INSTRUCTIONS FOR THE TASK ▸ In the records below, the line with "breaks a render." opens the range and the line with "impl Default for" closes it; print that range exactly and nothing else.

STUDY MATERIAL ▸
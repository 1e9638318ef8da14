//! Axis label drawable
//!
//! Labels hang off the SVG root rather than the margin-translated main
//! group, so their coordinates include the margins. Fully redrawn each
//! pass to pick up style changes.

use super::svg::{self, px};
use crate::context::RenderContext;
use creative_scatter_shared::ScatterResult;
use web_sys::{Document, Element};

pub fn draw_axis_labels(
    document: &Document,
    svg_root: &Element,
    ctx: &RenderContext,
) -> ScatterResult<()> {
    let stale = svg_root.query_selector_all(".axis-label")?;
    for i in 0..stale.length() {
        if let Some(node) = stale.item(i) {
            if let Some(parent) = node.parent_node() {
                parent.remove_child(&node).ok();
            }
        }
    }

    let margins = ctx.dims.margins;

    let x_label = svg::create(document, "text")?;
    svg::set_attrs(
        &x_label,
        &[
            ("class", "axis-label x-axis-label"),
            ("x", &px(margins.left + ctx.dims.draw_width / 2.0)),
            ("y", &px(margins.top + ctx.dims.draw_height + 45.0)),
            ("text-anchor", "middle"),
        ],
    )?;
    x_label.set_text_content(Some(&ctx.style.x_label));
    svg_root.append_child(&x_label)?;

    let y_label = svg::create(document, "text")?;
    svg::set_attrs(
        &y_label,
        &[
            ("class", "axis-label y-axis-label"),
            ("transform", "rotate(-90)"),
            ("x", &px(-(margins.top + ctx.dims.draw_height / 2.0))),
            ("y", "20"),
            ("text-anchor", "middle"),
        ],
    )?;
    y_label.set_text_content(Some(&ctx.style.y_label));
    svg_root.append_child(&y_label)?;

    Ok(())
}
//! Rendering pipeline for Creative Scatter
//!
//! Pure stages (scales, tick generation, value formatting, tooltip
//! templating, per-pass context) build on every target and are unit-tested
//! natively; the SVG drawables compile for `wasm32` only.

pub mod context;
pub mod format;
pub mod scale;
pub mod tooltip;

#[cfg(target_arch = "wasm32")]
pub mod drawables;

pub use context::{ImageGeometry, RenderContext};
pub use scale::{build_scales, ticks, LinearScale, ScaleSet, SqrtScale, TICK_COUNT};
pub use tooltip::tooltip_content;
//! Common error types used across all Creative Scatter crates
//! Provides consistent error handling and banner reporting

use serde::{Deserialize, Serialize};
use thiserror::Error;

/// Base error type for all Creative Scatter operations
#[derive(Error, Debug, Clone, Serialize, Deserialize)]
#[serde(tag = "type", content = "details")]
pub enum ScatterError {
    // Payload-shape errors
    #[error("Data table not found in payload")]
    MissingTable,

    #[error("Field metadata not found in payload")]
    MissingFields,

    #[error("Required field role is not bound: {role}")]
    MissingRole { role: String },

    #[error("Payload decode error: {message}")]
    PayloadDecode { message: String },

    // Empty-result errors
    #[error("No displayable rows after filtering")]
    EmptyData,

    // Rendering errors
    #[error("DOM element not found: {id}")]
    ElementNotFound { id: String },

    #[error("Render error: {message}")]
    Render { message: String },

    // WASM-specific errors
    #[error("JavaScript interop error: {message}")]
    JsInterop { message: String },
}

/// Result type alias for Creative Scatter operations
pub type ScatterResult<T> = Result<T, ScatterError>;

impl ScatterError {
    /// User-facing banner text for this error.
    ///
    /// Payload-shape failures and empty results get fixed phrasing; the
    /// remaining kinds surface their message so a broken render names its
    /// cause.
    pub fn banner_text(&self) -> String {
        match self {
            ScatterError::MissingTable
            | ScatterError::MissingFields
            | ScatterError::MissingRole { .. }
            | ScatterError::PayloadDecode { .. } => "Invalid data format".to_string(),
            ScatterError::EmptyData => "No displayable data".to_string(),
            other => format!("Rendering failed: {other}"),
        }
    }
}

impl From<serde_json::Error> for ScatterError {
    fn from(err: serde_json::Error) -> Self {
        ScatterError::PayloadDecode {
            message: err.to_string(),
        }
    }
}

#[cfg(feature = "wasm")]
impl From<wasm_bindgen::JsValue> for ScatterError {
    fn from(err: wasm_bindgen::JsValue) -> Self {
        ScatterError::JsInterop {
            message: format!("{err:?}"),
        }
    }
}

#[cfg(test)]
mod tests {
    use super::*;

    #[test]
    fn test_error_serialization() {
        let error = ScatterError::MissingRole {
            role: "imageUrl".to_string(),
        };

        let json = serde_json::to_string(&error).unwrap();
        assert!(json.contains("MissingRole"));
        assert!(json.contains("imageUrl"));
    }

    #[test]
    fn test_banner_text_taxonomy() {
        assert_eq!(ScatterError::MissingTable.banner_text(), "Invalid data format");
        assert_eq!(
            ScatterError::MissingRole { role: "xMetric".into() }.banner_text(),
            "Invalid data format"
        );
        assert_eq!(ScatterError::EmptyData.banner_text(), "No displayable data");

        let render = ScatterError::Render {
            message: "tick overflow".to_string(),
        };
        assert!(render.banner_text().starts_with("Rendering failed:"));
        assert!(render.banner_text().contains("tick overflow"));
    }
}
==
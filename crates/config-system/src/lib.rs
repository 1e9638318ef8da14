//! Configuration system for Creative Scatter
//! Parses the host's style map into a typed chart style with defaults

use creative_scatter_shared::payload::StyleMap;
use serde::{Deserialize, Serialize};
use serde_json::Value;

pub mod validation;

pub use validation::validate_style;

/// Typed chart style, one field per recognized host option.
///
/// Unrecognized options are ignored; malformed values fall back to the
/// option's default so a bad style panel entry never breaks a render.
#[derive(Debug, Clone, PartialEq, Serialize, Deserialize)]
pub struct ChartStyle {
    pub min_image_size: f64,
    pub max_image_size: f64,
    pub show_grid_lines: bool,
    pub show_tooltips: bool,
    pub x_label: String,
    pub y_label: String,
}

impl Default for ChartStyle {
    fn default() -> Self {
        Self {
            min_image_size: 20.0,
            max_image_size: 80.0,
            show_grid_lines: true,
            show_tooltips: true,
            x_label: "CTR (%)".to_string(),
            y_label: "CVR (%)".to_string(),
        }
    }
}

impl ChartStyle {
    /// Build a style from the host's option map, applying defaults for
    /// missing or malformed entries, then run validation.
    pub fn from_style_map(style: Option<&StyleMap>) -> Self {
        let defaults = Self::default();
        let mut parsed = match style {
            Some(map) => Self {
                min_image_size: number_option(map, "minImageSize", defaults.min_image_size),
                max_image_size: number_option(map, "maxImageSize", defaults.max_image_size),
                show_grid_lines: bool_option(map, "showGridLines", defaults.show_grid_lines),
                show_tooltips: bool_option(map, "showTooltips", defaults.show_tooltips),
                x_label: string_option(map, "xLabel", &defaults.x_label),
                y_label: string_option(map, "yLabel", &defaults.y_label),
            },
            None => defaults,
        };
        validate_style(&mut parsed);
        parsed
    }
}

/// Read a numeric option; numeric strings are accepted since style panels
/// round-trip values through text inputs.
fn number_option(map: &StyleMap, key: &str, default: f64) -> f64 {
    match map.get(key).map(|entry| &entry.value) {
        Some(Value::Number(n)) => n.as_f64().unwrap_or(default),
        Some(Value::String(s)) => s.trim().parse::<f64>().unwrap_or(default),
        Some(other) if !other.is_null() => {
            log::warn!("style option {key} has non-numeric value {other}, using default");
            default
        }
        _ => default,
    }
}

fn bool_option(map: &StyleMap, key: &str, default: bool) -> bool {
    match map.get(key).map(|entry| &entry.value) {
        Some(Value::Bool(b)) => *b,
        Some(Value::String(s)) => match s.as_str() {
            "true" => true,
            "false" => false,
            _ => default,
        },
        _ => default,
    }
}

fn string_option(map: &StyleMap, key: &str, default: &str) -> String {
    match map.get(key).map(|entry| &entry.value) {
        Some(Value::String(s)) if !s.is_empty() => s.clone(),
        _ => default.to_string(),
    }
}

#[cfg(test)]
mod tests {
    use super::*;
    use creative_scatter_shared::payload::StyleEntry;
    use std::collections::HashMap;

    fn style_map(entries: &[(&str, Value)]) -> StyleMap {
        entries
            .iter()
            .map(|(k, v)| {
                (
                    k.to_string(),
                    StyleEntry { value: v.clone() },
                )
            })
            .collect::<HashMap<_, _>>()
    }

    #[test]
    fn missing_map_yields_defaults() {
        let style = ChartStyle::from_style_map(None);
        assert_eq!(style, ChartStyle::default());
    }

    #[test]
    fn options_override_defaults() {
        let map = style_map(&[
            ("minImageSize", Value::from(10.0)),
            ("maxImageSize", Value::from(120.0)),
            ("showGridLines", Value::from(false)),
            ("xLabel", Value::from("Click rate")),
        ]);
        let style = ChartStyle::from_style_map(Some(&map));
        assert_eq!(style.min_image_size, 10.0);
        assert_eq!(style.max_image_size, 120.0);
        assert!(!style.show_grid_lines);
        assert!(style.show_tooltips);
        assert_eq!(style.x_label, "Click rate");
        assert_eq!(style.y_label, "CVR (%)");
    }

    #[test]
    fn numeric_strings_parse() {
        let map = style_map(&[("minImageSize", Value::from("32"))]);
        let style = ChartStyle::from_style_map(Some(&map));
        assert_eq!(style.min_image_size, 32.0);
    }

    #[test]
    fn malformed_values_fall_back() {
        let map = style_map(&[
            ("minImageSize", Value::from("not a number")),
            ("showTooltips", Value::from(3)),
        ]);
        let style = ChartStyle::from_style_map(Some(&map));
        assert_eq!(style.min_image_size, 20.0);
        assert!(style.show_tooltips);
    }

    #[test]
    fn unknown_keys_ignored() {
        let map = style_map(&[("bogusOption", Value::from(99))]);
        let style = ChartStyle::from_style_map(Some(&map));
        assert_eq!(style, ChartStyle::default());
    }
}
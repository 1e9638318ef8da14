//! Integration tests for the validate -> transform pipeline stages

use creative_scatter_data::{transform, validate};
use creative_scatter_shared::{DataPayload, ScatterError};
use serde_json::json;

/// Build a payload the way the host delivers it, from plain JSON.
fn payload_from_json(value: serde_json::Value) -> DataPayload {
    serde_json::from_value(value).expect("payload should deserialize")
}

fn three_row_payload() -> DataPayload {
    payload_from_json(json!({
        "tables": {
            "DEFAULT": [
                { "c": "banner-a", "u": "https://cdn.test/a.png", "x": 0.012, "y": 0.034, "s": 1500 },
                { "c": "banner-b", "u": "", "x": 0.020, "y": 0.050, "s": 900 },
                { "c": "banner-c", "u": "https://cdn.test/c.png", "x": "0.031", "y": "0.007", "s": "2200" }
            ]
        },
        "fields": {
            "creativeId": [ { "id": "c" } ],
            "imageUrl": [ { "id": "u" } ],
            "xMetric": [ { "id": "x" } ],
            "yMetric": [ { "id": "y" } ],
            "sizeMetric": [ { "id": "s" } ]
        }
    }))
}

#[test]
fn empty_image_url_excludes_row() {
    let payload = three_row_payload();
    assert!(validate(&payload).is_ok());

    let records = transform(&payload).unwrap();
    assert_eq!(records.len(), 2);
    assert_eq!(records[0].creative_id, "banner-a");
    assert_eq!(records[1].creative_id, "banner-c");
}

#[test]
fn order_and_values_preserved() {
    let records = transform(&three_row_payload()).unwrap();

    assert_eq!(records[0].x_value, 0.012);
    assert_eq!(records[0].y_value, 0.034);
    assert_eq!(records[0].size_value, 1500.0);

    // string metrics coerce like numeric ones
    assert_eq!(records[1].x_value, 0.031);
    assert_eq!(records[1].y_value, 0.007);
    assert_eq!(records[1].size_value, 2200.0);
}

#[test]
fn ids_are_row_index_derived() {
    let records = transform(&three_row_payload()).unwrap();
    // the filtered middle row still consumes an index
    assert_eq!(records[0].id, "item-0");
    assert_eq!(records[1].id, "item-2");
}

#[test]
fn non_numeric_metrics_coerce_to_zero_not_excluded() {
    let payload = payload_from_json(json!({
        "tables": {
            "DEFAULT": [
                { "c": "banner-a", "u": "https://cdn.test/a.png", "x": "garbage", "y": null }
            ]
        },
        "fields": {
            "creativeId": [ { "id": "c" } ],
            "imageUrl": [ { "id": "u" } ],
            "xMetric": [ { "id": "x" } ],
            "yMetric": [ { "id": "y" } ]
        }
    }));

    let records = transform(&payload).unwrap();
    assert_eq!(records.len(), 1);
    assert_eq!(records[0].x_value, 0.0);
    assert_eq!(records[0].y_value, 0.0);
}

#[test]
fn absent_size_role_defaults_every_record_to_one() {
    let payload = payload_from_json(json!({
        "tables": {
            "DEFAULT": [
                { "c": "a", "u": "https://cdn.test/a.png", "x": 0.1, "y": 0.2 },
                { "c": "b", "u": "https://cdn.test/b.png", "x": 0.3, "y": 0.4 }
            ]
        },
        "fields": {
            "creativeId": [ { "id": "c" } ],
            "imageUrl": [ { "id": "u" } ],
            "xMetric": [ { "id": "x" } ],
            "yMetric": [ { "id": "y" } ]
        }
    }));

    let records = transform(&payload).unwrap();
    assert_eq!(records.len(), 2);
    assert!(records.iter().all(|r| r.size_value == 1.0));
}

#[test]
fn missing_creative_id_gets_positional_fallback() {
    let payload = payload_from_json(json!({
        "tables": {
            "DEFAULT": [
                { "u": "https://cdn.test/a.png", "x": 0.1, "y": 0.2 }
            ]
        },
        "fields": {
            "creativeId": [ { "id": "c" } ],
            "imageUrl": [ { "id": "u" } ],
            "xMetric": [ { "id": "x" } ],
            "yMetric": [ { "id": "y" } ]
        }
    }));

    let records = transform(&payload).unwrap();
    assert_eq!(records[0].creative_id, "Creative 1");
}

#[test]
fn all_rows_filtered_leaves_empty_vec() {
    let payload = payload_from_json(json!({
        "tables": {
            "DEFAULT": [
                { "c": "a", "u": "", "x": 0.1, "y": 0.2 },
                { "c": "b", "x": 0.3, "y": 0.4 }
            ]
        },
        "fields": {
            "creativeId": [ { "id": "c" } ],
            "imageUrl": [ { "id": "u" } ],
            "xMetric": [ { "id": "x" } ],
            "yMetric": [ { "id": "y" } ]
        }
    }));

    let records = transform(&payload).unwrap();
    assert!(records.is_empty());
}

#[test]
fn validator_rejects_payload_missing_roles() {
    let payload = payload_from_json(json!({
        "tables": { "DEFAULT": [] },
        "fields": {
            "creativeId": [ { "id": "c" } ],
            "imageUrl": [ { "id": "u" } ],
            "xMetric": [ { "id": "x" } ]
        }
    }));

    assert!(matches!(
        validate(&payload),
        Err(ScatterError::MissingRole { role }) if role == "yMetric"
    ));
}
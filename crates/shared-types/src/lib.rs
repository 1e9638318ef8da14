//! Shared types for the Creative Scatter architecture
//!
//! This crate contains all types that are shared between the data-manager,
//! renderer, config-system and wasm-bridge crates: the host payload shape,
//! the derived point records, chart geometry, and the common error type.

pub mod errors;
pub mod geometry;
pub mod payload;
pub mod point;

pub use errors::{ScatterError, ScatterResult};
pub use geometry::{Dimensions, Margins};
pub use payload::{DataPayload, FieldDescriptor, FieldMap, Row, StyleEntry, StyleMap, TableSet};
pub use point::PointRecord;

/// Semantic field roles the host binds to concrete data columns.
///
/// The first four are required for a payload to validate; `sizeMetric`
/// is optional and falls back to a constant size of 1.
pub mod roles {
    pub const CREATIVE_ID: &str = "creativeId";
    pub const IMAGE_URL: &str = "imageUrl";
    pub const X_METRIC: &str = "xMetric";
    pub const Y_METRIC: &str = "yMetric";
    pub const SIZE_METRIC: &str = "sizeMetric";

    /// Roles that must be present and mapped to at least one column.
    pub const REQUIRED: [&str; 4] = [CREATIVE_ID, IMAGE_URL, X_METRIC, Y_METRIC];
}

RESULT OF THIS TASK ▸
/// option's default so a bad style panel entry never breaks a render.
#[derive(Debug, Clone, PartialEq, Serialize, Deserialize)]
pub struct ChartStyle {
    pub min_image_size: f64,
    pub max_image_size: f64,
    pub show_grid_lines: bool,
    pub show_tooltips: bool,
    pub x_label: String,
    pub y_label: String,
}

impl Default for ChartStyle {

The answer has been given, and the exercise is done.